** Source data **
○ ○ ○ ○ ○ ○ ○

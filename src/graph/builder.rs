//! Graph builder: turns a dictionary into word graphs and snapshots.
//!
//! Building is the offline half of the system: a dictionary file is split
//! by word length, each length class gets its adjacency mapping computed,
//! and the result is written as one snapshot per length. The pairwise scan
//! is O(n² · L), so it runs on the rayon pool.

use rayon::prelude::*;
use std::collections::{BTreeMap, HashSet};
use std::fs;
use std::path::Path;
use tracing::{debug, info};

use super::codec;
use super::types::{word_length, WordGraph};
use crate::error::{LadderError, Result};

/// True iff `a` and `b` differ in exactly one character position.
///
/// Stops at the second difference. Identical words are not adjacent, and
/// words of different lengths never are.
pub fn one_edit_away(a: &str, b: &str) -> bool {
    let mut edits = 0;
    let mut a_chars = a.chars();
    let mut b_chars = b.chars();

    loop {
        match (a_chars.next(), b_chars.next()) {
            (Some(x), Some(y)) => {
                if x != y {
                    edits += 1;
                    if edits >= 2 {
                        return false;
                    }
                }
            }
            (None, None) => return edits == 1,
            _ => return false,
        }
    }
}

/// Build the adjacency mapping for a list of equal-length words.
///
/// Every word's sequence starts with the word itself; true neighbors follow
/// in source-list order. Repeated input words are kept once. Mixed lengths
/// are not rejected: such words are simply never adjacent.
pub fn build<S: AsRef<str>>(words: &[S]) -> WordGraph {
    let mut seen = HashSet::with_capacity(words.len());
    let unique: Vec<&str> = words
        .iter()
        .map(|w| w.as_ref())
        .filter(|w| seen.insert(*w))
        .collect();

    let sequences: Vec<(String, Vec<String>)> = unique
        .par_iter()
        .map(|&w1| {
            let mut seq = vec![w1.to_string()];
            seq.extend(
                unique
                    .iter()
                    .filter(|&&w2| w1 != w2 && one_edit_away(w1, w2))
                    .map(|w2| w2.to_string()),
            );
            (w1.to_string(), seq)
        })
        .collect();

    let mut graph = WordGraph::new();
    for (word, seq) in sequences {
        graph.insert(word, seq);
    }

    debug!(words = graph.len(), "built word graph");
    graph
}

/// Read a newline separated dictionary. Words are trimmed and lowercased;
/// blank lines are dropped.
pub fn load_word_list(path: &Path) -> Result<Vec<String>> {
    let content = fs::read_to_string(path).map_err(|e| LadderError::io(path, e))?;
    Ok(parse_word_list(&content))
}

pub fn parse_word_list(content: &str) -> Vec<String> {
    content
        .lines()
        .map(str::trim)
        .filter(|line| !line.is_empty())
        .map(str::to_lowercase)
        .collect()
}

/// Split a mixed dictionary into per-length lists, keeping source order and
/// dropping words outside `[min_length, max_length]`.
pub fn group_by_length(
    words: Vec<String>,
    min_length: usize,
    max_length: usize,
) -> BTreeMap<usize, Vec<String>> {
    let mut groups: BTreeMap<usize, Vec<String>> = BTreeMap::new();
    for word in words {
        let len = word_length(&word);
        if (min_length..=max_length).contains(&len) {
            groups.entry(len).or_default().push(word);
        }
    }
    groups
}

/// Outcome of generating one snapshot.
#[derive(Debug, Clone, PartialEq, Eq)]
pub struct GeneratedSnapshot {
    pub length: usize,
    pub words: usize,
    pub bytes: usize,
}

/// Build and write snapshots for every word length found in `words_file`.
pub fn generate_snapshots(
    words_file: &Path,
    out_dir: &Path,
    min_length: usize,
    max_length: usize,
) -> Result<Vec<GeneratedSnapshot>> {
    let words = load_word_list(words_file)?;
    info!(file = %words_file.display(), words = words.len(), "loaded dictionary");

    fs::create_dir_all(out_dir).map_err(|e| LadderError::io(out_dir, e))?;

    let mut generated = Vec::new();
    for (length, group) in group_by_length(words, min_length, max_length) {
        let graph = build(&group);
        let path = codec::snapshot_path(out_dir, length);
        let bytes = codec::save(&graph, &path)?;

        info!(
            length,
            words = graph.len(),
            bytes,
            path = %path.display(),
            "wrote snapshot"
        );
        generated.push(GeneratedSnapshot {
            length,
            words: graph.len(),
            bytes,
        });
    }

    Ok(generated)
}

○ ○ ○ ○ ○ ○ ○

** Activity **
Return the data above in full, keeping each line exactly as it stands.

** Written solution **
filename src/graph/builder.rs
//! Graph builder: turns a dictionary into word graphs and snapshots.
//!
//! Building is the offline half of the system: a dictionary file is split
//! by word length, each length class gets its adjacency mapping computed,
//! and the result is written as one snapshot per length. The pairwise scan
//! is O(n² · L), so it runs on the rayon pool.

use rayon::prelude::*;
use std::collections::{BTreeMap, HashSet};
use std::fs;
use std::path::Path;
use tracing::{debug, info};

use super::codec;
use super::types::{word_length, WordGraph};
use crate::error::{LadderError, Result};

/// True iff `a` and `b` differ in exactly one character position.
///
/// Stops at the second difference. Identical words are not adjacent, and
/// words of different lengths never are.
pub fn one_edit_away(a: &str, b: &str) -> bool {
    let mut edits = 0;
    let mut a_chars = a.chars();
    let mut b_chars = b.chars();

    loop {
        match (a_chars.next(), b_chars.next()) {
            (Some(x), Some(y)) => {
                if x != y {
                    edits += 1;
                    if edits >= 2 {
                        return false;
                    }
                }
            }
            (None, None) => return edits == 1,
            _ => return false,
        }
    }
}

/// Build the adjacency mapping for a list of equal-length words.
///
/// Every word's sequence starts with the word itself; true neighbors follow
/// in source-list order. Repeated input words are kept once. Mixed lengths
/// are not rejected: such words are simply never adjacent.
pub fn build<S: AsRef<str>>(words: &[S]) -> WordGraph {
    let mut seen = HashSet::with_capacity(words.len());
    let unique: Vec<&str> = words
        .iter()
        .map(|w| w.as_ref())
        .filter(|w| seen.insert(*w))
        .collect();

    let sequences: Vec<(String, Vec<String>)> = unique
        .par_iter()
        .map(|&w1| {
            let mut seq = vec![w1.to_string()];
            seq.extend(
                unique
                    .iter()
                    .filter(|&&w2| w1 != w2 && one_edit_away(w1, w2))
                    .map(|w2| w2.to_string()),
            );
            (w1.to_string(), seq)
        })
        .collect();

    let mut graph = WordGraph::new();
    for (word, seq) in sequences {
        graph.insert(word, seq);
    }

    debug!(words = graph.len(), "built word graph");
    graph
}

/// Read a newline separated dictionary. Words are trimmed and lowercased;
/// blank lines are dropped.
pub fn load_word_list(path: &Path) -> Result<Vec<String>> {
    let content = fs::read_to_string(path).map_err(|e| LadderError::io(path, e))?;
    Ok(parse_word_list(&content))
}

pub fn parse_word_list(content: &str) -> Vec<String> {
    content
        .lines()
        .map(str::trim)
        .filter(|line| !line.is_empty())
        .map(str::to_lowercase)
        .collect()
}

/// Split a mixed dictionary into per-length lists, keeping source order and
/// dropping words outside `[min_length, max_length]`.
pub fn group_by_length(
    words: Vec<String>,
    min_length: usize,
    max_length: usize,
) -> BTreeMap<usize, Vec<String>> {
    let mut groups: BTreeMap<usize, Vec<String>> = BTreeMap::new();
    for word in words {
        let len = word_length(&word);
        if (min_length..=max_length).contains(&len) {
            groups.entry(len).or_default().push(word);
        }
    }
    groups
}

/// Outcome of generating one snapshot.
#[derive(Debug, Clone, PartialEq, Eq)]
pub struct GeneratedSnapshot {
    pub length: usize,
    pub words: usize,
    pub bytes: usize,
}

/// Build and write snapshots for every word length found in `words_file`.
pub fn generate_snapshots(
    words_file: &Path,
    out_dir: &Path,
    min_length: usize,
    max_length: usize,
) -> Result<Vec<GeneratedSnapshot>> {
    let words = load_word_list(words_file)?;
    info!(file = %words_file.display(), words = words.len(), "loaded dictionary");

    fs::create_dir_all(out_dir).map_err(|e| LadderError::io(out_dir, e))?;

    let mut generated = Vec::new();
    for (length, group) in group_by_length(words, min_length, max_length) {
        let graph = build(&group);
        let path = codec::snapshot_path(out_dir, length);
        let bytes = codec::save(&graph, &path)?;

        info!(
            length,
            words = graph.len(),
            bytes,
            path = %path.display(),
            "wrote snapshot"
        );
        generated.push(GeneratedSnapshot {
            length,
            words: graph.len(),
            bytes,
        });
    }

    Ok(generated)
}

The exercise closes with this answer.